EBM has been increasingly accepted as the model for modern medical care. This approach is based on fundamental assumptions about the rigor of various research methodologies and relies upon the broad availability of literature that meets such pre-defined criteria of quality. It is becoming increasingly unacceptable to make clinical decisions in the absence of such “rules of evidence by which we can agree on who will do what to whom”6. However, clinicians in palliative care find themselves hampered in the age of EBM by a significant dearth of well-designed and adequately powered research on relevant and useful clinical questions. It remains true in 2015 that despite the growth in published literature, palliative care is not an evidence-based discipline, or at least it is not informed by the level of evidence which most would require to label it such. This is for entirely predictable and understandable reasons. The patient population, the unique aims of treatment and the trajectory of incurable disease all conspire to make the traditional “gold-standard” of RCTs a challenging and, at times, inappropriate model with which to drive improvements in care. Despite the challenges inherent in palliative care research, the increasingly collaborative and well-organized research community has recognized the need for high-quality research and has begun to produce examples of excellence.

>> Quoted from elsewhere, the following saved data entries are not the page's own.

//! Delta router: maps triple-level changes to update jobs.

use std::collections::BTreeSet;
use std::sync::Arc;

use sema_config::TypeConfig;
use sema_delta::{dedup_triples, DeltaMessage, Term, Triple};
use sema_sparql::{iri_ref, path_to_sparql, sparql_term, AuthScope, Triplestore};
use sema_vocab::rdf;

use crate::error::Result;
use crate::queue::UpdateJob;

/// Routes delta messages to `(subject, type)` update jobs.
///
/// Root-subject resolution runs sudo: deciding which resources a triple
/// touches needs full visibility. Authorization is enforced later, when
/// each document is fetched under its index's groups.
pub struct DeltaRouter {
    config: Arc<TypeConfig>,
    store: Arc<dyn Triplestore>,
}

impl DeltaRouter {
    pub fn new(config: Arc<TypeConfig>, store: Arc<dyn Triplestore>) -> Self {
        Self { config, store }
    }

    /// Compute the update jobs for one delta message.
    ///
    /// Changesets are processed in order, inserts before deletes, each list
    /// deduplicated. Resolution failures for one config never abort the
    /// rest of the message.
    pub async fn route(&self, delta: &DeltaMessage) -> Result<Vec<UpdateJob>> {
        let mut jobs = Vec::new();
        for changeset in &delta.changesets {
            for triple in dedup_triples(&changeset.inserts) {
                self.route_triple(triple, true, &mut jobs).await;
            }
            for triple in dedup_triples(&changeset.deletes) {
                self.route_triple(triple, false, &mut jobs).await;
            }
        }
        Ok(jobs)
    }

    async fn route_triple(&self, triple: &Triple, is_insert: bool, jobs: &mut Vec<UpdateJob>) {
        if !triple.predicate.is_uri() || !triple.subject.is_uri() {
            return;
        }
        let predicate = triple.predicate.value.as_str();

        if predicate == rdf::TYPE {
            if !triple.object.is_uri() {
                return;
            }
            for type_name in self.config.type_names() {
                if !self.config.matches_type(type_name, &triple.object.value) {
                    continue;
                }
                // A type insertion (re)indexes the resource itself; a type
                // removal means it ceases to be of this type, no path
                // resolution needed.
                let job = if is_insert {
                    UpdateJob::update(&triple.subject.value, type_name)
                } else {
                    UpdateJob::delete(&triple.subject.value, type_name)
                };
                jobs.push(job);
            }
            return;
        }

        let matching: Vec<&str> = self
            .config
            .type_names()
            .filter(|type_name| self.config.matches_property(type_name, predicate))
            .collect();
        for type_name in matching {
            let subjects = self.resolve_root_subjects(type_name, triple, is_insert).await;
            for subject in subjects {
                jobs.push(UpdateJob::update(subject, type_name));
            }
        }
    }

    /// Find the root subjects whose documents the triple reaches, for every
    /// occurrence of the predicate in every flattened path of the type.
    async fn resolve_root_subjects(
        &self,
        type_name: &str,
        triple: &Triple,
        is_insert: bool,
    ) -> BTreeSet<String> {
        let predicate = triple.predicate.value.as_str();
        let mut subjects = BTreeSet::new();

        for path in self.config.full_property_paths_for(type_name, predicate) {
            for position in path.positions_of(predicate) {
                let step = &path.steps()[position];
                let at_tail = position + 1 == path.len();

                // A literal object cannot be traversed further, so a
                // forward occurrence before the tail is inconsistent.
                if !at_tail && !step.is_inverse() && triple.object.is_literal() {
                    continue;
                }

                let query = self.root_subject_query(
                    type_name,
                    path.prefix(position),
                    path.suffix(position),
                    step.is_inverse(),
                    triple,
                    is_insert,
                );

                match self.store.select(&query, &AuthScope::Sudo).await {
                    Ok(results) => {
                        subjects.extend(
                            results
                                .column("s")
                                .filter(|term| term.is_uri())
                                .map(|term| term.value.clone()),
                        );
                    }
                    Err(e) => {
                        tracing::warn!(
                            error = %e,
                            type_name,
                            predicate,
                            "root subject resolution failed, skipping path"
                        );
                    }
                }
            }
        }
        subjects
    }

    fn root_subject_query(
        &self,
        type_name: &str,
        prefix: &[sema_config::PathStep],
        suffix: &[sema_config::PathStep],
        inverse: bool,
        triple: &Triple,
        is_insert: bool,
    ) -> String {
        // On an inverse step the triple's object sits on the root side.
        let (anchor_subject, anchor_object) = if inverse {
            (&triple.object, &triple.subject)
        } else {
            (&triple.subject, &triple.object)
        };

        let types = self
            .config
            .related_rdf_types(type_name)
            .iter()
            .map(|t| iri_ref(t))
            .collect::<Vec<_>>()
            .join(", ");

        let mut clauses = Vec::new();
        if prefix.is_empty() {
            clauses.push(format!("VALUES ?s {{ {} }}", delta_term(anchor_subject)));
        } else {
            clauses.push(format!(
                "?s {} {}",
                path_to_sparql(prefix),
                delta_term(anchor_subject)
            ));
        }
        clauses.push("?s a ?type".to_string());
        clauses.push(format!("FILTER(?type IN ({types}))"));

        // On deletes the triple is already gone from the store; only the
        // prefix anchor can still be matched.
        if is_insert {
            clauses.push(format!(
                "{} {} {}",
                delta_term(&triple.subject),
                delta_term(&triple.predicate),
                delta_term(&triple.object)
            ));
            if !suffix.is_empty() {
                clauses.push(format!(
                    "{} {} ?foo",
                    delta_term(anchor_object),
                    path_to_sparql(suffix)
                ));
            }
        }

        format!("SELECT DISTINCT ?s WHERE {{ {} }}", clauses.join(" . "))
    }
}

impl std::fmt::Debug for DeltaRouter {
    fn fmt(&self, f: &mut std::fmt::Formatter<'_>) -> std::fmt::Result {
        f.debug_struct("DeltaRouter")
            .field("types", &self.config.type_names().count())
            .finish()
    }
}

/// Render a delta term as a SPARQL term with lexical, language, and
/// datatype preservation.
fn delta_term(term: &Term) -> String {
    sparql_term(
        &term.value,
        term.is_uri(),
        term.lang.as_deref(),
        term.datatype.as_deref(),
    )
}
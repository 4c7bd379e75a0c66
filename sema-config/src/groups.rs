//! Authorization-group descriptors and deterministic index naming.

use serde::{Deserialize, Serialize};
use sha2::{Digest, Sha256};

/// One authorization-group descriptor: a group name plus its variable
/// bindings. Serialized as JSON both in request headers and in catalog
/// literals.
#[derive(Debug, Clone, PartialEq, Eq, Hash, PartialOrd, Ord, Serialize, Deserialize)]
pub struct AllowedGroup {
    pub name: String,

    #[serde(default)]
    pub variables: Vec<String>,
}

impl AllowedGroup {
    pub fn new(name: impl Into<String>) -> Self {
        Self {
            name: name.into(),
            variables: Vec::new(),
        }
    }

    pub fn with_variables(name: impl Into<String>, variables: Vec<String>) -> Self {
        Self {
            name: name.into(),
            variables,
        }
    }
}

/// Sort and deduplicate a group set into its canonical order.
///
/// Group sets are order-independent for identity; every serialization that
/// feeds a key or a hash goes through this.
pub fn canonical_groups(groups: &[AllowedGroup]) -> Vec<AllowedGroup> {
    let mut sorted = groups.to_vec();
    sorted.sort();
    sorted.dedup();
    sorted
}

/// Canonical stringification of a group set, used as the map key within a
/// type.
pub fn group_key(groups: &[AllowedGroup]) -> String {
    let canonical = canonical_groups(groups);
    // Serializing Vec<AllowedGroup> cannot fail: no maps with non-string
    // keys, no non-finite floats.
    serde_json::to_string(&canonical).expect("group descriptors serialize infallibly")
}

/// Deterministic Search-Engine index name for `(type_name, groups)`.
///
/// A pure function of the type name and the canonical group serialization;
/// permutations of the same group set yield the same name. `used_groups`
/// deliberately do not participate.
pub fn index_name(type_name: &str, groups: &[AllowedGroup]) -> String {
    let mut hasher = Sha256::new();
    hasher.update(type_name.as_bytes());
    hasher.update(group_key(groups).as_bytes());
    hex_encode(&hasher.finalize())
}

fn hex_encode(bytes: &[u8]) -> String {
    let mut out = String::with_capacity(bytes.len() * 2);
    for b in bytes {
        out.push_str(&format!("{b:02x}"));
    }
    out
}
//! Error types for the SPARQL gateway

use thiserror::Error;

/// Gateway errors
#[derive(Error, Debug)]
pub enum SparqlError {
    /// Network or protocol failure reaching the triplestore
    #[error("transport error: {0}")]
    Transport(#[from] reqwest::Error),

    /// The triplestore rejected the query
    #[error("query rejected ({status}): {body}")]
    Query { status: u16, body: String },

    /// Missing or invalid authorization scope
    #[error("authorization error: {0}")]
    Auth(String),

    /// The response body was not valid SPARQL JSON results
    #[error("malformed results: {0}")]
    Decode(#[from] serde_json::Error),
}

impl SparqlError {
    /// Whether this error is worth retrying at the caller's granularity.
    ///
    /// Only transport failures are transient; query rejections and
    /// authorization errors repeat deterministically.
    pub fn is_transient(&self) -> bool {
        matches!(self, SparqlError::Transport(_))
    }
}

/// Result type for gateway operations
pub type Result<T> = std::result::Result<T, SparqlError>;
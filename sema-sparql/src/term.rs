//! SPARQL term and property-path rendering.

use sema_config::PathStep;

/// Render an IRI reference.
pub fn iri_ref(iri: &str) -> String {
    format!("<{iri}>")
}

/// Escape a literal lexical form for embedding in double quotes.
pub fn escape_literal(s: &str) -> String {
    let mut out = String::with_capacity(s.len());
    for c in s.chars() {
        match c {
            '\\' => out.push_str("\\\\"),
            '"' => out.push_str("\\\""),
            '\n' => out.push_str("\\n"),
            '\r' => out.push_str("\\r"),
            '\t' => out.push_str("\\t"),
            _ => out.push(c),
        }
    }
    out
}

/// Render a literal with lexical, language, and datatype preservation.
pub fn quoted_literal(value: &str, lang: Option<&str>, datatype: Option<&str>) -> String {
    let quoted = format!("\"{}\"", escape_literal(value));
    match (lang, datatype) {
        (Some(lang), _) => format!("{quoted}@{lang}"),
        (None, Some(dt)) => format!("{quoted}^^<{dt}>"),
        (None, None) => quoted,
    }
}

/// Render a delta/result term as a SPARQL term.
///
/// IRIs become references; literals preserve their language tag or
/// datatype.
pub fn sparql_term(value: &str, is_uri: bool, lang: Option<&str>, datatype: Option<&str>) -> String {
    if is_uri {
        iri_ref(value)
    } else {
        quoted_literal(value, lang, datatype)
    }
}

/// Render a property path as a SPARQL 1.1 path expression.
///
/// Steps join with `/`; inverse steps render as `^<iri>`.
pub fn path_to_sparql(steps: &[PathStep]) -> String {
    steps
        .iter()
        .map(|step| match step {
            PathStep::Forward(iri) => iri_ref(iri),
            PathStep::Inverse(iri) => format!("^{}", iri_ref(iri)),
        })
        .collect::<Vec<_>>()
        .join("/")
}
use std::collections::VecDeque;

use bolt_core::Location;

use crate::pathfinder::{Pathfinder, SearchResult};
use crate::traits::Frontier;

impl Pathfinder {
    /// Breadth-first search from `start` to the first location satisfying
    /// `is_goal`.
    ///
    /// Identical machinery to [`depth_first`](Self::depth_first) with a
    /// queue instead of a stack: locations are expanded in increasing
    /// distance layers, so the returned path has the minimum number of
    /// edges among all discoverable paths.
    pub fn breadth_first<F: Frontier>(
        &mut self,
        frontier: &F,
        start: Location,
        is_goal: impl Fn(Location) -> bool,
    ) -> SearchResult {
        self.reset();
        self.seen.insert(start);
        let mut queue = VecDeque::from([start]);
        let mut explored = 0;
        let mut nbuf = std::mem::take(&mut self.nbuf);

        let goal = loop {
            let Some(current) = queue.pop_front() else {
                break None;
            };
            if is_goal(current) {
                break Some(current);
            }
            explored += 1;

            nbuf.clear();
            frontier.neighbors(current, &mut nbuf);
            for &n in nbuf.iter() {
                if self.seen.contains(&n) {
                    continue;
                }
                self.seen.insert(n);
                self.parents.insert(n, current);
                queue.push_back(n);
            }
        };

        self.nbuf = nbuf;
        SearchResult {
            explored,
            path: goal.map(|g| self.rebuild(g)),
        }
    }
}
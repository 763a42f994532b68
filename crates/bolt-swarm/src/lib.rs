//! Bolt registry and route dispatcher.
//!
//! A [`Swarm`] owns the maze, the registered bolts and their active routes,
//! and funnels every mutation through its methods: the registry and route
//! table form a single shared mutable resource with a single logical owner
//! per process. An embedding service serializes concurrent access
//! externally; nothing here blocks on I/O.
//!
//! Route assignment plans with A* over the maze, collapses the dense path
//! through the waypoint optimizer, and then [`Swarm::step`] advances a bolt
//! one waypoint per call until the route is exhausted.

mod bolt;
mod error;
mod route;
mod swarm;

pub use bolt::Bolt;
pub use error::{Result, SwarmError};
pub use route::Route;
pub use swarm::{Swarm, ZeroDistancePolicy};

This has been achieved by a combination of resourcefulness, in which non-RCT methodologies of equivalent validity and size are utilized; collaboration, in which resources are pooled; and creativity, in which multiple research tools are used in combination with a “mixed method” approach65. The future of research in palliative care will include expansion of collaborative research networks, use of standardized data collection tools and registries, and development of an active EBM culture within palliative care organizations. The EBM model is also likely to grow more flexible as the traditional unimodal top-down approach is replaced by the use of multiple diverse methodologies as a research tool kit. Such a mixed-method approach will be viewed not as a means by which to dodge the challenge of conducting methodologically rigorous work in palliative care. Instead, a multi-faceted approach can be regarded as a more valuable scheme with which to address the complex and subtle questions that define the objective of the palliative care research agenda.

Footnotes

No potential conflicts of interest are disclosed.